The current weak areas of ZFS on Linux
I've been looking into ZFS on Linux for a while as a potential alternative to Illumos for our next generation of fileservers (FreeBSD is unfortunately disqualified). As part of that I have been working to understand ZoL's current weak areas so that I can better understand where it might cause us problems.
The following is the best current information I have; it comes from reading the ZoL mailing list (and at one point asking the ZoL mailing list this exact question).
The weak areas that I know about:
- Using ZFS as your root filesystem requires wrestling with GRUB,
Grub scripts, initramfs-building scripts, and support in installers
(if you want to install the system as ZoL-root from the start).
How well this works depends on your distribution; some have good
support (eg Gentoo), others
have third party repositories with prebuilt packages, and still
others leave you on your own.
- There are periodic problem reports about getting ZFS filesystems reliably mounted on boot.
- In some environments ZoL can have problems reliably finding the
disk devices for your pools on boot. This is especially likely
if you use
/dev/sd*device names but apparently sometimes happens to people who use more stable identifiers.
(Apparently part of the likely solution is to hook ZoL into udev so that as disks are discovered ZoL checks to see if a pool now has a full set of devices and can be brought up.)
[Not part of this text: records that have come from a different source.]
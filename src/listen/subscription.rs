//! The reconnecting subscription task.
//!
//! ```text
//! Connecting -> Listening -> (Error -> Backoff -> Connecting)*
//!      \___________\_____________\_________-> Stopped
//! ```
//!
//! The task runs until its stop signal fires. Dropping the
//! [`SubscriptionHandle`] without calling [`SubscriptionHandle::stop`] detaches
//! the task, which then keeps running for the life of the runtime.

use super::state::SubscriptionState;
use super::{ListenConnector, NotificationHandler};
use std::sync::Arc;
use std::sync::atomic::{AtomicBool, AtomicU64, Ordering};
use std::time::Duration;
use tokio::sync::oneshot;
use tokio::task::JoinHandle;
use tracing::{debug, info, warn};

/// Statistics about a subscription
#[derive(Debug, Clone, PartialEq, Eq)]
pub struct SubscriptionStats {
    pub channel: String,
    pub connected: bool,
    pub events_received: u64,
    pub connection_errors: u64,
    pub reconnects: u64,
    pub backoff: Duration,
}

#[derive(Debug, Default)]
struct SharedStats {
    connected: AtomicBool,
    events_received: AtomicU64,
    connection_errors: AtomicU64,
    reconnects: AtomicU64,
    backoff_ms: AtomicU64,
}

/// Resolves when stop was requested. Pends forever once the handle detached.
struct StopSignal {
    rx: Option<oneshot::Receiver<()>>,
}

impl StopSignal {
    async fn stopped(&mut self) {
        if let Some(rx) = self.rx.as_mut() {
            if rx.await.is_ok() {
                return;
            }
            // Sender dropped without stopping: detached.
            self.rx = None;
        }
        std::future::pending::<()>().await
    }
}

/// Control handle of a running subscription.
pub struct SubscriptionHandle {
    channel: String,
    stop: Option<oneshot::Sender<()>>,
    task: JoinHandle<()>,
    stats: Arc<SharedStats>,
}

impl SubscriptionHandle {
    pub fn channel(&self) -> &str {
        &self.channel
    }

    /// Stop the subscription and wait for its connection to close.
    pub async fn stop(mut self) {
        if let Some(stop) = self.stop.take() {
            let _ = stop.send(());
        }
        if let Err(e) = (&mut self.task).await {
            if e.is_panic() {
                warn!(channel = %self.channel, "Subscription task panicked");
            }
        }
        info!(channel = %self.channel, "Subscription stopped");
    }

    pub fn is_finished(&self) -> bool {
        self.task.is_finished()
    }

    pub fn stats(&self) -> SubscriptionStats {
        SubscriptionStats {
            channel: self.channel.clone(),
            connected: self.stats.connected.load(Ordering::Relaxed),
            events_received: self.stats.events_received.load(Ordering::Relaxed),
            connection_errors: self.stats.connection_errors.load(Ordering::Relaxed),
            reconnects: self.stats.reconnects.load(Ordering::Relaxed),
            backoff: Duration::from_millis(self.stats.backoff_ms.load(Ordering::Relaxed)),
        }
    }
}

impl std::fmt::Debug for SubscriptionHandle {
    fn fmt(&self, f: &mut std::fmt::Formatter<'_>) -> std::fmt::Result {
        f.debug_struct("SubscriptionHandle")
            .field("channel", &self.channel)
            .field("stats", &self.stats())
            .finish_non_exhaustive()
    }
}

/// Spawn the subscription task for `channel`.
pub(crate) fn spawn(
    connector: Arc<dyn ListenConnector>,
    channel: String,
    handler: Arc<dyn NotificationHandler>,
) -> SubscriptionHandle {
    let (tx, rx) = oneshot::channel();
    let stats = Arc::new(SharedStats::default());
    let state = SubscriptionState::new(channel.clone());
    stats
        .backoff_ms
        .store(state.backoff().as_millis() as u64, Ordering::Relaxed);

    let task = tokio::spawn(run(
        connector,
        state,
        handler,
        Arc::clone(&stats),
        StopSignal { rx: Some(rx) },
    ));

    SubscriptionHandle {
        channel,
        stop: Some(tx),
        task,
        stats,
    }
}

async fn run(
    connector: Arc<dyn ListenConnector>,
    mut state: SubscriptionState,
    handler: Arc<dyn NotificationHandler>,
    stats: Arc<SharedStats>,
    mut stop: StopSignal,
) {
    loop {
        state.begin_attempt();

        let delay = tokio::select! {
            biased;
            _ = stop.stopped() => break,
            delay = run_session(connector.as_ref(), &mut state, handler.as_ref(), &stats) => delay,
        };

        stats.connected.store(false, Ordering::Relaxed);
        stats
            .backoff_ms
            .store(state.backoff().as_millis() as u64, Ordering::Relaxed);
        info!(
            channel = %state.channel(),
            delay_ms = delay.as_millis() as u64,
            retries = state.retries(),
            "Reconnecting LISTEN subscription after backoff"
        );

        tokio::select! {
            biased;
            _ = stop.stopped() => break,
            _ = tokio::time::sleep(delay) => {}
        }
        stats.reconnects.fetch_add(1, Ordering::Relaxed);
    }

    stats.connected.store(false, Ordering::Relaxed);
    debug!(channel = %state.channel(), "Subscription task exited");
}

/// Connect, LISTEN and dispatch notifications until the session fails.
///
/// Returns the delay to wait before the next attempt. The session is closed
/// when this returns (or when the future is dropped on stop).
async fn run_session(
    connector: &dyn ListenConnector,
    state: &mut SubscriptionState,
    handler: &dyn NotificationHandler,
    stats: &SharedStats,
) -> Duration {
    let mut session = match connector.connect().await {
        Ok(session) => session,
        Err(e) => {
            stats.connection_errors.fetch_add(1, Ordering::Relaxed);
            warn!(channel = %state.channel(), error = %e, "LISTEN/NOTIFY connection failed");
            return state.on_connection_error().unwrap_or(state.backoff());
        }
    };

    if let Err(e) = session.listen(state.channel()).await {
        warn!(channel = %state.channel(), error = %e, "LISTEN failed");
        return state.on_listen_failure();
    }

    stats.connected.store(true, Ordering::Relaxed);
    info!(channel = %state.channel(), "Listening for notifications");

    loop {
        match session.recv().await {
            Ok(notification) => {
                state.on_notification();
                stats.events_received.fetch_add(1, Ordering::Relaxed);
                stats
                    .backoff_ms
                    .store(state.backoff().as_millis() as u64, Ordering::Relaxed);
                debug!(
                    channel = %notification.channel,
                    process_id = notification.process_id,
                    "Notification received"
                );

                if let Err(e) = handler.handle(notification).await {
                    warn!(
                        channel = %state.channel(),
                        error = %e,
                        "Notification handler failed, closing connection"
                    );
                    return state.on_handler_rejected();
                }
            }
            Err(e) => {
                stats.connection_errors.fetch_add(1, Ordering::Relaxed);
                warn!(channel = %state.channel(), error = %e, "LISTEN/NOTIFY error");
                return state.on_connection_error().unwrap_or(state.backoff());
            }
        }
    }
}
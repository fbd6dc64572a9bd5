//! Parameter binding for Postgres statements.
//!
//! Binds `QueryParam` values to `sqlx` queries in positional (`$1..$N`) order.

use crate::models::QueryParam;
use sqlx::Postgres;
use sqlx::postgres::PgArguments;
use sqlx::types::Json;

/// Bind a parameter to a PostgreSQL query.
pub(crate) fn bind_param<'q>(
    query: sqlx::query::Query<'q, Postgres, PgArguments>,
    param: &'q QueryParam,
) -> sqlx::query::Query<'q, Postgres, PgArguments> {
    match param {
        // Untyped NULL: the server infers the type from context.
        QueryParam::Null => query.bind(None::<String>),
        QueryParam::Bool(v) => query.bind(*v),
        QueryParam::Int(v) => query.bind(*v),
        QueryParam::Float(v) => query.bind(*v),
        QueryParam::String(v) => query.bind(v.as_str()),
        QueryParam::Bytes(v) => query.bind(v.as_slice()),
        QueryParam::Json(v) => query.bind(Json(v)),
    }
}

/// Build a query with every parameter bound in order.
pub(crate) fn bind_all<'q>(
    sql: &'q str,
    params: &'q [QueryParam],
) -> sqlx::query::Query<'q, Postgres, PgArguments> {
    params.iter().fold(sqlx::query(sql), bind_param)
}
//! VAG container format support
//!
//! This module implements parsing and writing of the VAG stream layout:
//! a mixed-endian header padded to a 2048-byte boundary, followed by
//! raw 16-byte ADPCM frames. `VAGp` streams hold a single contiguous
//! channel; `VAGi` streams alternate per-channel chunks of a fixed
//! byte size.

pub mod header;
pub mod reader;
pub mod writer;

pub use header::VagHeader;
pub use reader::VagReader;
pub use writer::{VagWriter, VagWriterConfig};

/// Magic for non-interleaved single-channel streams
pub const VAGP_MAGIC: &[u8; 4] = b"VAGp";
/// Magic for interleaved multi-channel streams
pub const VAGI_MAGIC: &[u8; 4] = b"VAGi";

/// Payload starts at the next multiple of this after the header
pub const HEADER_ALIGNMENT: u64 = 2048;
/// Interleave chunk sizes must be a multiple of this
pub const CHUNK_ALIGNMENT: u32 = 2048;
/// Header version emitted by the writer; the reader accepts any
pub const VERSION: u32 = 0x0000_0020;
- ZoL lacks a number of standard Linux filesystem features, including
O_DIRECT, asynchronous IO, and POSIX ACLs. It also lacks support for issuing TRIM commands to drives (this is apparently only present in the FreeBSD version of ZFS so far).
- There is no 'event daemon' to handle events like disks going away.
The most significant result of this is that ZFS pool spares do not
get activated on disk failure (making them basically pointless).
- ZFS's use of kernel memory is not well integrated with the Linux
kernel memory system, resulting in runaway memory usage in some
situations. Apparently metadata intensive workloads (such as
rsyncruns) are especially prone to this.
The last issue deserves more discussion. All of this is what I've gathered from the mailing list and from looking at the ZFS on Linux source code.
To start with, ZFS on Linux is not really ZFS ported to Linux; instead it's mostly the Illumos ZFS code dropped on top of a layer of code to translate and emulate the Solaris kernel APIs that ZFS needs (the SPL, short for 'Solaris Porting Layer'). This includes a great deal of kernel memory handling. The unfortunate result of this is a series of mismatches between what ZFS thinks is going on with kernel memory and what is actually going on, due to the translation and emulation that is required. Through fragmentation that's invisible to ZFS and other issues, ZFS can wind up using a lot more memory for things like the ARC than it is supposed to (because ZFS thinks it's using a lot less memory than it actually is).
(I suspect that ZFS itself still has some degree of the ZFS level fragmentation problems we've seen but that's much less dangerous because it just leaves the ARC smaller than it should be. The ZoL problem is that the ARC and related things can eat all of your RAM and make your kernel explode.)
Whether this happens to you (and how much it affects you) is unpredictable because it depends very much on the details of how your system uses memory. As mentioned, people seem to have problems with metadata heavy workloads but not everyone reporting problems on the ZoL mailing lists is in this situation.
PS: if you are coming here from Internet searches, please pay attention to the date of this entry. I certainly hope that all of these issues will get dealt with over time.
A little bit more on ZFS RAIDZ read performance
Back in this entry I talked about how all levels of ZFS RAIDZ had an unexpected read performance hit: they can't read less than a full stripe, so instead of the IOPS of N disks you get the IOPS of one disk. Well, it was recently pointed out to me that this is not quite correct. It is true that ZFS reads all of the stripe of a data block on reads; however, ZFS does not read the parity chunks (unless the block does not checksum correctly and needs to be repaired).
In normal RAIDZ pools the difference between 'all disks' and 'all disks except the parity disks' is small. If the parity for the stripes you're reading bits of are evenly spread over all of the disks, you might get somewhat more than one disk's IOPS on aggregate. Where this can matter is in very small RAIDZ pools, for example a four-disk RAIDZ2 pool. Here half your drives are parity drives for any particular data block and you may get something more like two disks of IOPS.
(A four-disk RAIDZ2 vdev is actually an interesting thing and potentially useful; it's basically a more resilient but potentially slower version of a two-vdev set of mirrors. You lose half of your disk space, as with mirroring, but you can withstand the failure of any two disks (unlike mirroring).)
To add some more RAIDZ parity trivia: RAIDZ parity is read and verified during scrubs (and thus likely resilvers), which is what you want. Data block checksums are as well of course, which means that reads on scrubs genuinely busy all drives.
Sidebar: small write blocks and read IOPS
Another way that you can theoretically get more than one disk's IOPS from a RAIDZ vdev is if the data was written in sufficiently small blocks. As I mentioned in passing here, ZFS doesn't have a fixed 'stripe size' and a small write will only put data (and parity) on less than N disks. In turn reading back this data will need less than N (minus parity) disks, meaning that if you have good luck you can read another small block from the other drives at the same time.
Since 'one sector' is the minimum amount of data to put on a single drive, this is probably much more likely now in the days of disks with 4096-byte sectors than it was on 512-byte sector drives. If you have a ten-disk RAIDZ2 on 4k disks, for example, it now takes a 32 KB data block to wind up on all 8 possible data drives.
(On 512-byte sector disks it would have only needed a 4KB data block.)